Your answer must be every line of the data that holds the string "yogurt".
•••••
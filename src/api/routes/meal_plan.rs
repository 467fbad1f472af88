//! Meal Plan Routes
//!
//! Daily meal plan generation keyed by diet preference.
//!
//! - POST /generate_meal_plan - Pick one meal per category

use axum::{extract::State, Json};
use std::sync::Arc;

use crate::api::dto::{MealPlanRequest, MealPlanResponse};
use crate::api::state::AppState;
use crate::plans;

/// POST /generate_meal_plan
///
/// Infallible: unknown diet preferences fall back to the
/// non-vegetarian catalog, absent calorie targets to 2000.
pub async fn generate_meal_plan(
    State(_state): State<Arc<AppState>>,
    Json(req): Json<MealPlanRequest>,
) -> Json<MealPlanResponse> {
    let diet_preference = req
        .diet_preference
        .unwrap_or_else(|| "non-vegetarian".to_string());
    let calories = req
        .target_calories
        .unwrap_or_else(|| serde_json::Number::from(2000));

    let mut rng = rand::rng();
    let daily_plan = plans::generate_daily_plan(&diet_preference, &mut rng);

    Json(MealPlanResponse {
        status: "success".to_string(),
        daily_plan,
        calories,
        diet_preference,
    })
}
•••••
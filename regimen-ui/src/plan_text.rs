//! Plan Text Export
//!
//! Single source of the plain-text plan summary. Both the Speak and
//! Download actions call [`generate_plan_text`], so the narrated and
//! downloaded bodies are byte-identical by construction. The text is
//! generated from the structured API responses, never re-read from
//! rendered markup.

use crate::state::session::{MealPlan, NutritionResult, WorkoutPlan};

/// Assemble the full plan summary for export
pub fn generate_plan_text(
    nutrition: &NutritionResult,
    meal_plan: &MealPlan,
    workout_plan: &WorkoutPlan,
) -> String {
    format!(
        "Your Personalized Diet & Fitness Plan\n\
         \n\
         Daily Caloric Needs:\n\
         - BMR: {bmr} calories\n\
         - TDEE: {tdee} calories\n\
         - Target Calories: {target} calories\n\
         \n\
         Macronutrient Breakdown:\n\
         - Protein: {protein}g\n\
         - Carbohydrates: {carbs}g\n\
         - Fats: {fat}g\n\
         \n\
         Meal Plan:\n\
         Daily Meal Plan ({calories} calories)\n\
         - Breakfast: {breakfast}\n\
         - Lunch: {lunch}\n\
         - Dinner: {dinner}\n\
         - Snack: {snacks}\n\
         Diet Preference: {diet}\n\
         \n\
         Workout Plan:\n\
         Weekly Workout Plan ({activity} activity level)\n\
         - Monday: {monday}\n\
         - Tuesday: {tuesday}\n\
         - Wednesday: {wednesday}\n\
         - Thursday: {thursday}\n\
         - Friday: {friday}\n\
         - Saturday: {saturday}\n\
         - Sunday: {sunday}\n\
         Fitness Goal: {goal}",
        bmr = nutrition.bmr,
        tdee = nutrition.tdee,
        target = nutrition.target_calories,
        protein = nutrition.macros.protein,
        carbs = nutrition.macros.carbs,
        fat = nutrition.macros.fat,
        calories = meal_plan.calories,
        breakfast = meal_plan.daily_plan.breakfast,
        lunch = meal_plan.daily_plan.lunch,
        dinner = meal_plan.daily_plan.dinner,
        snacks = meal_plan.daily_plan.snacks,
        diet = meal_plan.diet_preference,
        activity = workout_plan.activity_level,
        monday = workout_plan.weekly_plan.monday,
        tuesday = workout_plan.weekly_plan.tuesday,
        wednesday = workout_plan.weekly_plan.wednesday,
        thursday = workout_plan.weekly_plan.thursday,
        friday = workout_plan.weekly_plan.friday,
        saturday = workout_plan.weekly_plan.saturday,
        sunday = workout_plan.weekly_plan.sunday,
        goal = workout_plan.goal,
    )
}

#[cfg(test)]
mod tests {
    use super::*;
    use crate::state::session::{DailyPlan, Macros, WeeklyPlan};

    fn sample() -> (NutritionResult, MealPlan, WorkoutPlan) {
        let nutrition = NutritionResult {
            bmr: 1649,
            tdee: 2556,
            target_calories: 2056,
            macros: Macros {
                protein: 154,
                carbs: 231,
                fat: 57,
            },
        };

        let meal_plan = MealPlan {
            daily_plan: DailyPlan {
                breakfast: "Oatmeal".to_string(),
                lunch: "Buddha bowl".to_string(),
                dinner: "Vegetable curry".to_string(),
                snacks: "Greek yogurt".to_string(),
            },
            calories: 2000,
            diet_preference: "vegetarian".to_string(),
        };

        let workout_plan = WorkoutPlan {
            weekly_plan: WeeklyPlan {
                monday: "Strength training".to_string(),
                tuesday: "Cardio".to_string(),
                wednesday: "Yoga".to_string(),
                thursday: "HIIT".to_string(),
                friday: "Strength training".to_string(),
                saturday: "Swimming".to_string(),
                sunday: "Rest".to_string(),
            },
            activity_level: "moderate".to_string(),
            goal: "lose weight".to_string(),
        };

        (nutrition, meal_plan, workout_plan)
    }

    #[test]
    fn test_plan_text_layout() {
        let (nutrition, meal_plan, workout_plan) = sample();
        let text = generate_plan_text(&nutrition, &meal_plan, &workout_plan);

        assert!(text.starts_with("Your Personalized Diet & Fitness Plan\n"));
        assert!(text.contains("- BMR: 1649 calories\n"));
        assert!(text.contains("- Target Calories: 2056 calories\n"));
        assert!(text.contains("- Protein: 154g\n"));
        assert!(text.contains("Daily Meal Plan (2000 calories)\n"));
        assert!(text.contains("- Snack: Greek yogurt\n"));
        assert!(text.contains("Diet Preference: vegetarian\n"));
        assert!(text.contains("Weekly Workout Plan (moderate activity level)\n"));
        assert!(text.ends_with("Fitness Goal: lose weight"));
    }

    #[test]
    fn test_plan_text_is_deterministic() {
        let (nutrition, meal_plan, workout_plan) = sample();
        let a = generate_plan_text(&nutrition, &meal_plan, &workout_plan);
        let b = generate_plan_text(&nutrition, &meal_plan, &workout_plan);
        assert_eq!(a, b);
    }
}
•••••
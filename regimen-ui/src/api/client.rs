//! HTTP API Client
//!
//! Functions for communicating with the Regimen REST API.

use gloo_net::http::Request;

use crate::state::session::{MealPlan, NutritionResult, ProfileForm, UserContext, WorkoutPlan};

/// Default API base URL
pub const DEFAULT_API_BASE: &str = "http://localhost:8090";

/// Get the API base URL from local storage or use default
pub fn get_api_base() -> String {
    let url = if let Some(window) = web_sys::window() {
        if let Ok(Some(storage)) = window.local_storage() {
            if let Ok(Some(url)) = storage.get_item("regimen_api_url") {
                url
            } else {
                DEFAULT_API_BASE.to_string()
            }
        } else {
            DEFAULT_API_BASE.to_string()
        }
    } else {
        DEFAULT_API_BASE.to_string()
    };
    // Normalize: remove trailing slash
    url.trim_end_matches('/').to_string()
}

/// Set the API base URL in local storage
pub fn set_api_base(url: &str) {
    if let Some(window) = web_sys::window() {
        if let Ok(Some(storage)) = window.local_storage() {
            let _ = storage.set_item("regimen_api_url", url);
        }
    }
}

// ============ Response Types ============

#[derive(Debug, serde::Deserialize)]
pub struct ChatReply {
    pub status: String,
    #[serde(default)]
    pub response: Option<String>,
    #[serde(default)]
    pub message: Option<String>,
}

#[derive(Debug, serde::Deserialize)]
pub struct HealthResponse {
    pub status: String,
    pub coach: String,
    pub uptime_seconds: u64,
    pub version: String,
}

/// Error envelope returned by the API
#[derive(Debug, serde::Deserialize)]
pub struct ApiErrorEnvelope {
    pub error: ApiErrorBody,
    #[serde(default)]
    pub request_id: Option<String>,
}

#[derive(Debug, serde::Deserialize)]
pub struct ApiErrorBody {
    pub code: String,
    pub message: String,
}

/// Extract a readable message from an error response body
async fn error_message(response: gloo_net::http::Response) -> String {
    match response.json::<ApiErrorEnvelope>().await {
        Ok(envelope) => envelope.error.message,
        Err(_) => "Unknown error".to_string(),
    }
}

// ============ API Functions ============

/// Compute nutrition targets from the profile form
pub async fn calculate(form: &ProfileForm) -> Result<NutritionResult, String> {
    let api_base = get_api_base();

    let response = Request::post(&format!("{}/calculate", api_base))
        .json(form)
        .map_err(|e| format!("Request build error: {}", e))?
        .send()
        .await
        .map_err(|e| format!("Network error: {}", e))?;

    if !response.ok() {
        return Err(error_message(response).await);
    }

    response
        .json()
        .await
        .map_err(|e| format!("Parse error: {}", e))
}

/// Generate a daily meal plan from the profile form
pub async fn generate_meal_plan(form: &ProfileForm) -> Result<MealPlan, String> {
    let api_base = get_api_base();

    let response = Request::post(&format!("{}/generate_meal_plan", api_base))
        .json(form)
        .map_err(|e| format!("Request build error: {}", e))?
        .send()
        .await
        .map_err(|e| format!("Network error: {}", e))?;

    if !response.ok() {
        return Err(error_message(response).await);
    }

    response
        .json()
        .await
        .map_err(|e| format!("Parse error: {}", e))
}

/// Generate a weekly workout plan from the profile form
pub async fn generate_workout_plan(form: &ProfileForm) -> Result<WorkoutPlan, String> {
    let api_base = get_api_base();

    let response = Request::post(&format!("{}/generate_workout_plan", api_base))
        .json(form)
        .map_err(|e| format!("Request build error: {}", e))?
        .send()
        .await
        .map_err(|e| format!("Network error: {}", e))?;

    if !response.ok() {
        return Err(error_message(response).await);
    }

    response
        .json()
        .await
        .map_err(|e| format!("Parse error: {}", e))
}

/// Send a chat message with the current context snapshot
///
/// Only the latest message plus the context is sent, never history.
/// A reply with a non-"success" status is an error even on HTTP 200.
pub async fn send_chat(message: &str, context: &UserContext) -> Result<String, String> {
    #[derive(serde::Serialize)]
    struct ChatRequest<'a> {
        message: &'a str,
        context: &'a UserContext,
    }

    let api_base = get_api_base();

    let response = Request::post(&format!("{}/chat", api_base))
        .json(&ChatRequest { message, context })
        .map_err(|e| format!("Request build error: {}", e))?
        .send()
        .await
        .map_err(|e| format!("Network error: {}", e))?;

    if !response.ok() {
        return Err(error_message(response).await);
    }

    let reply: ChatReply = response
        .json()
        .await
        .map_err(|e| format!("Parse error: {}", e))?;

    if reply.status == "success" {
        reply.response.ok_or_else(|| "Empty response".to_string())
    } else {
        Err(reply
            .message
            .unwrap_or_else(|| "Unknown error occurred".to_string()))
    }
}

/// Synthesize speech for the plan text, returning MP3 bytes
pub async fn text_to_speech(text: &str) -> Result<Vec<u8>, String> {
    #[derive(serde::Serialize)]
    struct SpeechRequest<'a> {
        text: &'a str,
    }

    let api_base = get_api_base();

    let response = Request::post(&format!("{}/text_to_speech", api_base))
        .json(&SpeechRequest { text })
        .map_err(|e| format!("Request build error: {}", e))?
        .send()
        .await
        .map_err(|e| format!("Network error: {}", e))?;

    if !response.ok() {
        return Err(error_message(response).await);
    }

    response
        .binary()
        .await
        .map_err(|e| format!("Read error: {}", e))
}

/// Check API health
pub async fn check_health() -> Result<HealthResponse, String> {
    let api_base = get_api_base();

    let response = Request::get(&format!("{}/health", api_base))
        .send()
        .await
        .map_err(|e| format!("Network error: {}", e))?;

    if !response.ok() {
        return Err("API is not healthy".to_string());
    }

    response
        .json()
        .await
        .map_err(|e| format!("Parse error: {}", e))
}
•••••
## Final answer
                snacks: "Greek yogurt".to_string(),
        assert!(text.contains("- Snack: Greek yogurt\n"));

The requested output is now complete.